No one but Hara visited Thomas Isari. The man who’d wiped the gravel and blood off her dimpled knees when she fell off her bike, the man who’d taught her to swim with the current in the river behind their farmhouse. The man who’d lifted her to dunk the basketball into their garage hoop, again and again. The man who’d run the family apple orchard and taken care of his aging parents. And the man who was the reason the FBI flooded into their small town. The man who’d operated an extensive, illegal sports betting operation that, when he was caught, ended several professional athletes’ careers. Ended their family.

Now he sat in a cell, leaving her mom to run the farm. Thanks, Daddy.

Solo traveling to and from the prison did provide time to listen to books, Hara reasoned … but, damn, did she hate going in alone. Between the hillbilly guard who tried to cop a feel during pat downs, and the visiting room full of sex-deprived prisoners and their wives and girlfriends who dripped sour helplessness, Hara grew up learning to keep her shoulders back, exude confidence without arrogance, and use witty banter to distract anyone trying to give her shit. She’d also learned to size people up very quickly, and keep her distance if she didn’t like them. First impressions could save a lot of trouble.

If her father could take it day in and day out, she could take it for an hour every few weeks. She wasn’t about to abandon him just because of a few jerk bags.

Her sneakers squeaked on the industrial tile as her long legs carried her through the metal detectors and down the never-ending hall, halogen lights buzzing overhead and the tang of urine and bleach stinging her nostrils. She stopped for the armed corrections officers at multiple checkpoints and then for the pat down just outside the visiting room.

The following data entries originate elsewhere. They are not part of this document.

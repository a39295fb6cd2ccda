//! Async client for a fixed trade-finance contract on an external ledger.
//!
//! The [`gateway::ContractGateway`] is the entry point: one operation per
//! contract primitive, each lazily connecting through the
//! [`connector::ProviderConnector`], encoding amounts with [`amount`],
//! submitting through the [`lifecycle::TxLifecycle`], and reporting the
//! outcome to a [`notify::Notifier`]. Status codes reported by the ledger
//! are mapped in [`status`]. [`in_memory::InMemoryLedger`] is a scriptable
//! fake provider for tests and demos.

pub mod address;
pub mod amount;
pub mod call;
pub mod connector;
pub mod error;
pub mod gateway;
pub mod in_memory;
pub mod lifecycle;
pub mod notify;
pub mod provider;
pub mod status;
pub mod types;
pub mod utils;
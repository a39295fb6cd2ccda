//! Domain entities mirrored from the trade-finance contract
//!
//! The ledger is the sole authority over these lifecycles; the client only
//! requests transitions and reports the ledger's verdict. All ids are
//! caller-assigned strings, never generated here.
use chrono::{DateTime, TimeZone, Utc};

use crate::address::Address;
use crate::amount::MinorUnits;

#[derive(Debug, Clone, Copy, PartialEq, Eq)]
pub enum InvoiceStatus {
    Created,
    Approved,
    Paid,
    Rejected,
    Expired,
}

#[derive(Debug, Clone, Copy, PartialEq, Eq)]
pub enum LcStatus {
    Created,
    DocumentsSubmitted,
    DocumentsApproved,
    PaymentReleased,
    DocumentsRejected,
    Expired,
}

#[derive(Debug, Clone, PartialEq, Eq)]
pub struct Invoice {
    pub id: String,
    pub amount: MinorUnits,
    pub exporter: Address,
    pub importer: Address,
    pub due_date: TimeStamp<Utc>,
    pub status: InvoiceStatus,
}

#[derive(Debug, Clone, PartialEq, Eq)]
pub struct LetterOfCredit {
    pub id: String,
    pub importer: Address,
    pub exporter: Address,
    pub amount: MinorUnits,
    pub terms: String,
    pub status: LcStatus,
    pub reject_reason: Option<String>,
}

#[derive(Debug, Clone, PartialEq, Eq)]
pub struct SupplyChainFinancing {
    pub id: String,
    pub supplier: Address,
    pub buyer: Address,
    pub amount: MinorUnits,
    pub interest_rate_bps: u32,
    pub duration_periods: u32,
    pub is_approved: bool,
    pub is_repaid: bool,
}

#[derive(Debug, PartialEq, Eq, PartialOrd, Ord, Clone)]
pub struct TimeStamp<T: TimeZone>(DateTime<T>);

impl TimeStamp<Utc> {
    pub fn now() -> Self {
        Self(Utc::now())
    }
    pub fn new_with(year: i32, month: u32, day: u32, hour: u32, min: u32, sec: u32) -> Self {
        Utc.with_ymd_and_hms(year, month, day, hour, min, sec)
            .unwrap()
            .into()
    }
    pub fn from_unix_seconds(secs: i64) -> Option<Self> {
        DateTime::from_timestamp(secs, 0).map(TimeStamp)
    }
    pub fn to_datetime_utc(&self) -> DateTime<Utc> {
        self.0
    }
    pub fn unix_seconds(&self) -> i64 {
        self.0.timestamp()
    }
}

impl<T: TimeZone> From<DateTime<T>> for TimeStamp<T> {
    fn from(value: DateTime<T>) -> Self {
        TimeStamp(value)
    }
}
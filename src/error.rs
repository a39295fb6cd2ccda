use crate::call::TxHash;

/// Failure taxonomy for every client operation.
///
/// `InvalidArgument` and `Precision` are raised locally, before anything is
/// submitted. `Network` means the outcome is unknown: the transaction may
/// still mine, so callers must re-query state instead of resubmitting.
/// `Reverted` means the ledger executed and rejected the call, so retrying
/// the same inputs will fail again.
#[derive(thiserror::Error, Debug)]
pub enum ClientError {
    #[error("no wallet provider is available")]
    ProviderUnavailable,
    #[error("the user declined the request")]
    UserRejected,
    #[error("invalid argument: {0}")]
    InvalidArgument(String),
    #[error("'{input}' has more than {max_decimals} fractional digits")]
    Precision { input: String, max_decimals: u32 },
    #[error("the provider refused the call: {0}")]
    Submission(String),
    #[error("transaction {tx_hash} reverted on the ledger")]
    Reverted { tx_hash: TxHash },
    #[error("network failure, outcome unknown: {0}")]
    Network(String),
    #[error("unrecognized ledger status code {code}")]
    UnrecognizedStatus { code: u8 },
}
//! Two-phase transaction lifecycle: submit, then await the receipt
use std::sync::Arc;
use std::time::Duration;

use tracing::{debug, warn};

use crate::address::Address;
use crate::call::TxHash;
use crate::error::ClientError;
use crate::provider::{Provider, Receipt, SubmittedCall};

#[derive(Debug, Clone)]
pub struct ClientConfig {
    /// How long to wait for a receipt before reporting the outcome unknown.
    pub receipt_timeout: Duration,
}

impl Default for ClientConfig {
    fn default() -> Self {
        Self {
            receipt_timeout: Duration::from_secs(60),
        }
    }
}

/// A call the provider has accepted but the ledger has not yet mined.
///
/// `from` is the address captured at submission time; an account switch while
/// the call is in flight does not affect it. Dropping the handle abandons the
/// local wait only, never the ledger-side transaction.
#[derive(Debug)]
pub struct PendingHandle {
    pub tx_hash: TxHash,
    pub from: Address,
}

pub struct TxLifecycle {
    provider: Arc<dyn Provider>,
    config: ClientConfig,
}

impl TxLifecycle {
    pub fn new(provider: Arc<dyn Provider>, config: ClientConfig) -> Self {
        Self { provider, config }
    }

    /// Send the call through the provider's signing prompt.
    ///
    /// A failure here (`UserRejected`, `Submission`) means nothing reached
    /// the ledger; the state machine never entered `Pending`.
    pub async fn submit(&self, call: SubmittedCall) -> Result<PendingHandle, ClientError> {
        let from = call.from;
        debug!(function = ?call.call.function, %from, "submitting call");

        let tx_hash = self.provider.submit_call(call).await?;
        debug!(%tx_hash, "call accepted by provider");
        Ok(PendingHandle { tx_hash, from })
    }

    /// Suspend until the ledger reports a receipt.
    ///
    /// A timeout yields [`ClientError::Network`]: the outcome is unknown and
    /// the caller must re-query status, never resubmit. No retry is ever
    /// attempted here; after `Reverted` or `Network` that is a caller
    /// decision.
    pub async fn await_mined(&self, pending: PendingHandle) -> Result<Receipt, ClientError> {
        let wait = self.provider.wait_receipt(&pending.tx_hash);
        match tokio::time::timeout(self.config.receipt_timeout, wait).await {
            Err(_) => {
                warn!(tx_hash = %pending.tx_hash, "no receipt within timeout");
                Err(ClientError::Network(format!(
                    "no receipt for {} within {:?}",
                    pending.tx_hash, self.config.receipt_timeout
                )))
            }
            Ok(Err(e)) => Err(e),
            Ok(Ok(receipt)) if receipt.success => {
                debug!(tx_hash = %receipt.tx_hash, "mined successfully");
                Ok(receipt)
            }
            Ok(Ok(receipt)) => {
                warn!(tx_hash = %receipt.tx_hash, "execution reverted");
                Err(ClientError::Reverted {
                    tx_hash: receipt.tx_hash,
                })
            }
        }
    }
}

“Thank God it’s you today, Roland,” she said with a friendly smile. The older guard just nodded and sent her through. He wasn’t much of a talker but at least he wasn’t grabby. Most of the guards rarely bothered with her anymore, having known her for years. She knew not to draw attention, to wear not-tight-not-baggy clothes, wireless bras, no makeup or gang colors, and keep her pockets empty. She did not give the guards a reason to complain, or worse, turn her away.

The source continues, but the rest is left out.